For generations, women have claimed that they have a better memory than men. A new study proves just that. Middle-aged women outperformed age-matched men on all memory measures – at least until post-menopause.
For both sexes, memory loss is a consequence of the aging process. About 75% of older adults report memory-related problems. Women report increased forgetfulness and “brain fog” during the menopause transition. In addition, women are disproportionately at risk for memory impairment and dementia compared with men.
We all wish to preserve our memories and brain function for as long as possible. Think of your brain as a muscle, you have to use it or lose it.
Here are a few tips to help you do just that:
• Eat right: fresh vegetables and healthy fats, and avoid sugar.

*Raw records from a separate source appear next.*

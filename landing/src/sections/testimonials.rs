use leptos::prelude::*;

use crate::interaction::Section;

/// Client quote card
pub(crate) struct Testimonial {
    pub name: &'static str,
    pub role: &'static str,
    pub quote: &'static str,
}

impl Testimonial {
    /// Avatar text: first letter of each name part.
    pub fn initials(&self) -> String {
        self.name
            .split_whitespace()
            .filter_map(|part| part.chars().next())
            .flat_map(char::to_uppercase)
            .collect()
    }
}

pub(crate) const TESTIMONIALS: &[Testimonial] = &[
    Testimonial {
        name: "James Davidson",
        role: "CTO, TechInnovate",
        quote: "Dash-Dev helped us implement a generative AI solution that automated our content creation process. \
                The results were immediate and impressive—we've seen a 40% increase in productivity and a 25% \
                reduction in costs.",
    },
    Testimonial {
        name: "Lisa Patel",
        role: "VP of Analytics, FinServe Group",
        quote: "The data visualization dashboards created by Dash-Dev have transformed how we make decisions. Our \
                executives can now instantly understand complex financial data and make informed decisions faster \
                than ever before.",
    },
    Testimonial {
        name: "Mark Rodriguez",
        role: "Director of Operations, LogiTech Solutions",
        quote: "Working with Dash-Dev on our supply chain optimization project exceeded our expectations. Their AI \
                strategy and implementation helped us reduce delivery times by 30% and cut operational costs by \
                22%.",
    },
];

#[component]
pub fn Testimonials() -> impl IntoView {
    view! {
        <section id={Section::Testimonials.id()} class="testimonials">
            <div class="container">
                <div class="section-header section-header-left">
                    <h2 class="section-title">"What Our Clients Say"</h2>
                    <p class="section-description">
                        "Hear from the businesses we've helped transform with our AI solutions."
                    </p>
                </div>
                <div class="testimonials-grid">
                    {TESTIMONIALS.iter().map(|t| {
                        view! {
                            <article class="testimonial-card">
                                <div class="testimonial-head">
                                    <div class="testimonial-avatar">{t.initials()}</div>
                                    <div>
                                        <p class="testimonial-name">{t.name}</p>
                                        <p class="testimonial-role">{t.role}</p>
                                    </div>
                                </div>
                                <p class="testimonial-quote">"\""{t.quote}"\""</p>
                            </article>
                        }
                    }).collect::<Vec<_>>()}
                </div>
            </div>
        </section>
    }
}
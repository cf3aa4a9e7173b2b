use leptos::prelude::*;

use super::icons::{ICON_BRAIN, ICON_CHEVRON_RIGHT, ICON_LAYOUT, ICON_SETTINGS, Icon};
use crate::interaction::Section;

/// Service offering card
pub(crate) struct Solution {
    pub title: &'static str,
    pub icon: &'static [&'static str],
    pub description: &'static str,
    pub bullets: [&'static str; 3],
}

pub(crate) const SOLUTIONS: &[Solution] = &[
    Solution {
        title: "AI & Data Systems",
        icon: ICON_BRAIN,
        description: "Domain-specific AI to process multilingual text, legal data, spatial information, and unstructured sources.",
        bullets: [
            "Custom LLMs for legal, geospatial, and financial data",
            "Text mining across sources and in 20+ languages",
            "Risk tagging and predictive scoring",
        ],
    },
    Solution {
        title: "Dashboards & Visualization",
        icon: ICON_LAYOUT,
        description: "Real-time dashboards with mapping, KPIs, and automated reporting — built for decision-makers.",
        bullets: [
            "Interactive dashboards with spatial analytics",
            "Automated workflows for reporting and alerts",
            "Modular design tailored to operational needs",
        ],
    },
    Solution {
        title: "Custom Infrastructure",
        icon: ICON_SETTINGS,
        description: "Secure, privacy-first systems built on open standards. Fully auditable and aligned with your stack.",
        bullets: [
            "Zero-license, open-source deployments",
            "Custom APIs, database, and pipeline design",
            "Integrations with your existing tools and workflows",
        ],
    },
];

#[component]
pub fn Solutions() -> impl IntoView {
    view! {
        <section id={Section::Solutions.id()} class="solutions">
            <div class="container">
                <div class="section-header">
                    <h2 class="section-title">"Our Work"</h2>
                    <p class="section-description">
                        "We build smart, secure, and open tools to extract, analyze, and visualize complex data — "
                        "from text and documents to geospatial layers and predictive models."
                    </p>
                </div>
                <div class="solutions-grid">
                    {SOLUTIONS.iter().map(|solution| view! { <SolutionCard solution=solution /> }).collect::<Vec<_>>()}
                </div>
            </div>
        </section>
    }
}

#[component]
fn SolutionCard(solution: &'static Solution) -> impl IntoView {
    view! {
        <article class="solution-card">
            <div class="solution-icon">
                <Icon paths={solution.icon} class="icon-primary" />
            </div>
            <h3 class="solution-title">{solution.title}</h3>
            <p class="solution-description">{solution.description}</p>
            <ul class="solution-bullets">
                {solution.bullets.iter().map(|point| {
                    view! {
                        <li class="solution-bullet">
                            <Icon paths=ICON_CHEVRON_RIGHT size="16" class="icon-primary" />
                            <span>{*point}</span>
                        </li>
                    }
                }).collect::<Vec<_>>()}
            </ul>
        </article>
    }
}

#[cfg(test)]
mod tests {
    use super::*;

    #[test]
    fn three_cards_with_three_bullets() {
        assert_eq!(SOLUTIONS.len(), 3);
        assert!(SOLUTIONS.iter().all(|s| !s.icon.is_empty()));
        assert!(SOLUTIONS.iter().flat_map(|s| s.bullets).all(|b| !b.is_empty()));
    }
}
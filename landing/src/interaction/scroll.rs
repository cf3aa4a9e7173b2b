//! Smooth anchor scrolling with fixed-header compensation.
//!
//! The DOM is reached through [`Viewport`] so the offset arithmetic and the
//! drawer side effect can be checked without a browser. [`BrowserViewport`]
//! is the `web_sys` implementation used by the page.

use crate::config::SiteConfig;
use crate::error::NavError;

use super::anchors::Section;
use super::drawer::DrawerState;

/// What the scroll handler needs from the document.
pub trait Viewport {
    /// Current vertical scroll offset of the page.
    fn scroll_y(&self) -> f64;

    /// Top of the element with `id`, relative to the visible viewport
    /// (bounding-rect semantics).
    fn element_top(&self, id: &str) -> Result<f64, NavError>;

    /// Start an animated scroll to the absolute offset `top`. Not awaited.
    fn smooth_scroll_to(&self, top: f64);
}

/// Absolute scroll offset that puts an element just under the fixed header.
pub fn scroll_destination(element_top: f64, scroll_y: f64, header_offset: f64) -> f64 {
    element_top + scroll_y - header_offset
}

/// Scroll to the element with `id`, issuing exactly one scroll request.
///
/// Returns the requested destination. A missing element issues nothing.
pub fn scroll_to_anchor<V: Viewport + ?Sized>(
    viewport: &V,
    id: &str,
    header_offset: f64,
) -> Result<f64, NavError> {
    let top = viewport.element_top(id)?;
    let destination = scroll_destination(top, viewport.scroll_y(), header_offset);
    viewport.smooth_scroll_to(destination);
    Ok(destination)
}

/// Nav-link click: scroll to `section` and, on success, close the drawer.
///
/// On failure the drawer is left as it was.
pub fn navigate<V: Viewport + ?Sized>(
    viewport: &V,
    section: Section,
    drawer: &mut DrawerState,
    config: &SiteConfig,
) -> Result<f64, NavError> {
    let destination = scroll_to_anchor(viewport, section.id(), config.header_offset)?;
    drawer.close();
    Ok(destination)
}

/// [`Viewport`] over the live browser window.
#[derive(Debug, Clone)]
pub struct BrowserViewport {
    window: web_sys::Window,
}

impl BrowserViewport {
    pub fn new() -> Result<Self, NavError> {
        web_sys::window()
            .map(|window| Self { window })
            .ok_or(NavError::NoWindow)
    }
}

impl Viewport for BrowserViewport {
    fn scroll_y(&self) -> f64 {
        self.window.scroll_y().unwrap_or(0.0)
    }

    fn element_top(&self, id: &str) -> Result<f64, NavError> {
        let document = self.window.document().ok_or(NavError::NoDocument)?;
        let element = document
            .get_element_by_id(id)
            .ok_or_else(|| NavError::TargetNotFound(id.to_string()))?;
        Ok(element.get_bounding_client_rect().top())
    }

    fn smooth_scroll_to(&self, top: f64) {
        let options = web_sys::ScrollToOptions::new();
        options.set_top(top);
        options.set_behavior(web_sys::ScrollBehavior::Smooth);
        self.window.scroll_to_with_scroll_to_options(&options);
    }
}

#[cfg(test)]
mod tests {
    use super::*;
    use pretty_assertions::assert_eq;
    use std::cell::RefCell;
    use std::collections::HashMap;

    /// In-memory document: element tops by id plus a log of scroll requests.
    #[derive(Default)]
    struct MockViewport {
        scroll_y: f64,
        tops: HashMap<String, f64>,
        requests: RefCell<Vec<f64>>,
    }

    impl MockViewport {
        fn with_all_sections(scroll_y: f64) -> Self {
            let tops = Section::ALL
                .iter()
                .enumerate()
                .map(|(i, s)| (s.id().to_string(), 100.0 + 250.0 * i as f64))
                .collect();
            Self {
                scroll_y,
                tops,
                ..Default::default()
            }
        }
    }

    impl Viewport for MockViewport {
        fn scroll_y(&self) -> f64 {
            self.scroll_y
        }

        fn element_top(&self, id: &str) -> Result<f64, NavError> {
            self.tops
                .get(id)
                .copied()
                .ok_or_else(|| NavError::TargetNotFound(id.to_string()))
        }

        fn smooth_scroll_to(&self, top: f64) {
            self.requests.borrow_mut().push(top);
        }
    }

    #[test]
    fn destination_subtracts_header_offset() {
        assert_eq!(scroll_destination(300.0, 1200.0, 80.0), 1420.0);
        assert_eq!(scroll_destination(-500.0, 1200.0, 80.0), 620.0);
    }

    #[test]
    fn every_section_scrolls_once_to_top_plus_scroll_minus_offset() {
        let cfg = SiteConfig::default();
        for section in Section::ALL {
            let viewport = MockViewport::with_all_sections(640.0);
            let mut drawer = DrawerState::default();
            let top = viewport.tops[section.id()];

            let dest = navigate(&viewport, section, &mut drawer, &cfg).unwrap();

            assert_eq!(dest, top + 640.0 - 80.0, "section {section}");
            assert_eq!(*viewport.requests.borrow(), vec![dest], "section {section}");
        }
    }

    #[test]
    fn missing_target_issues_no_request() {
        let viewport = MockViewport::default();
        let err = scroll_to_anchor(&viewport, "testimonials", 80.0).unwrap_err();

        assert_eq!(err, NavError::TargetNotFound("testimonials".into()));
        assert!(viewport.requests.borrow().is_empty());
    }

    #[test]
    fn successful_navigation_closes_open_drawer() {
        let viewport = MockViewport::with_all_sections(0.0);
        let mut drawer = DrawerState::default();
        drawer.open();

        navigate(&viewport, Section::Solutions, &mut drawer, &SiteConfig::default()).unwrap();
        assert!(!drawer.is_open());

        // Already closed stays closed
        navigate(&viewport, Section::About, &mut drawer, &SiteConfig::default()).unwrap();
        assert!(!drawer.is_open());
    }

    #[test]
    fn failed_navigation_leaves_drawer_alone() {
        let viewport = MockViewport::default();
        let mut drawer = DrawerState::default();
        drawer.open();

        let result = navigate(&viewport, Section::Approach, &mut drawer, &SiteConfig::default());

        assert_eq!(result, Err(NavError::TargetNotFound("approach".into())));
        assert!(drawer.is_open());
    }

    #[test]
    fn consecutive_navigations_each_issue_a_request() {
        let viewport = MockViewport::with_all_sections(0.0);
        let mut drawer = DrawerState::default();
        let cfg = SiteConfig::default();

        navigate(&viewport, Section::About, &mut drawer, &cfg).unwrap();
        navigate(&viewport, Section::CaseStudies, &mut drawer, &cfg).unwrap();

        assert_eq!(*viewport.requests.borrow(), vec![20.0, 770.0]);
    }
}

• Exercise: increases oxygen and stimulates nerve cells to multiply.
• Avoid multi-tasking. (Multi-tasking makes you prone to errors and forgetful.) Set the phone down when you’re putting away groceries.
• Get a good night’s sleep. Not only does sleep enhance memories, certain brain connections strengthen during “downtime.”
• Play games or master a new skill. Stimulate your brain with new information and tasks that are important to you and can hold your attention.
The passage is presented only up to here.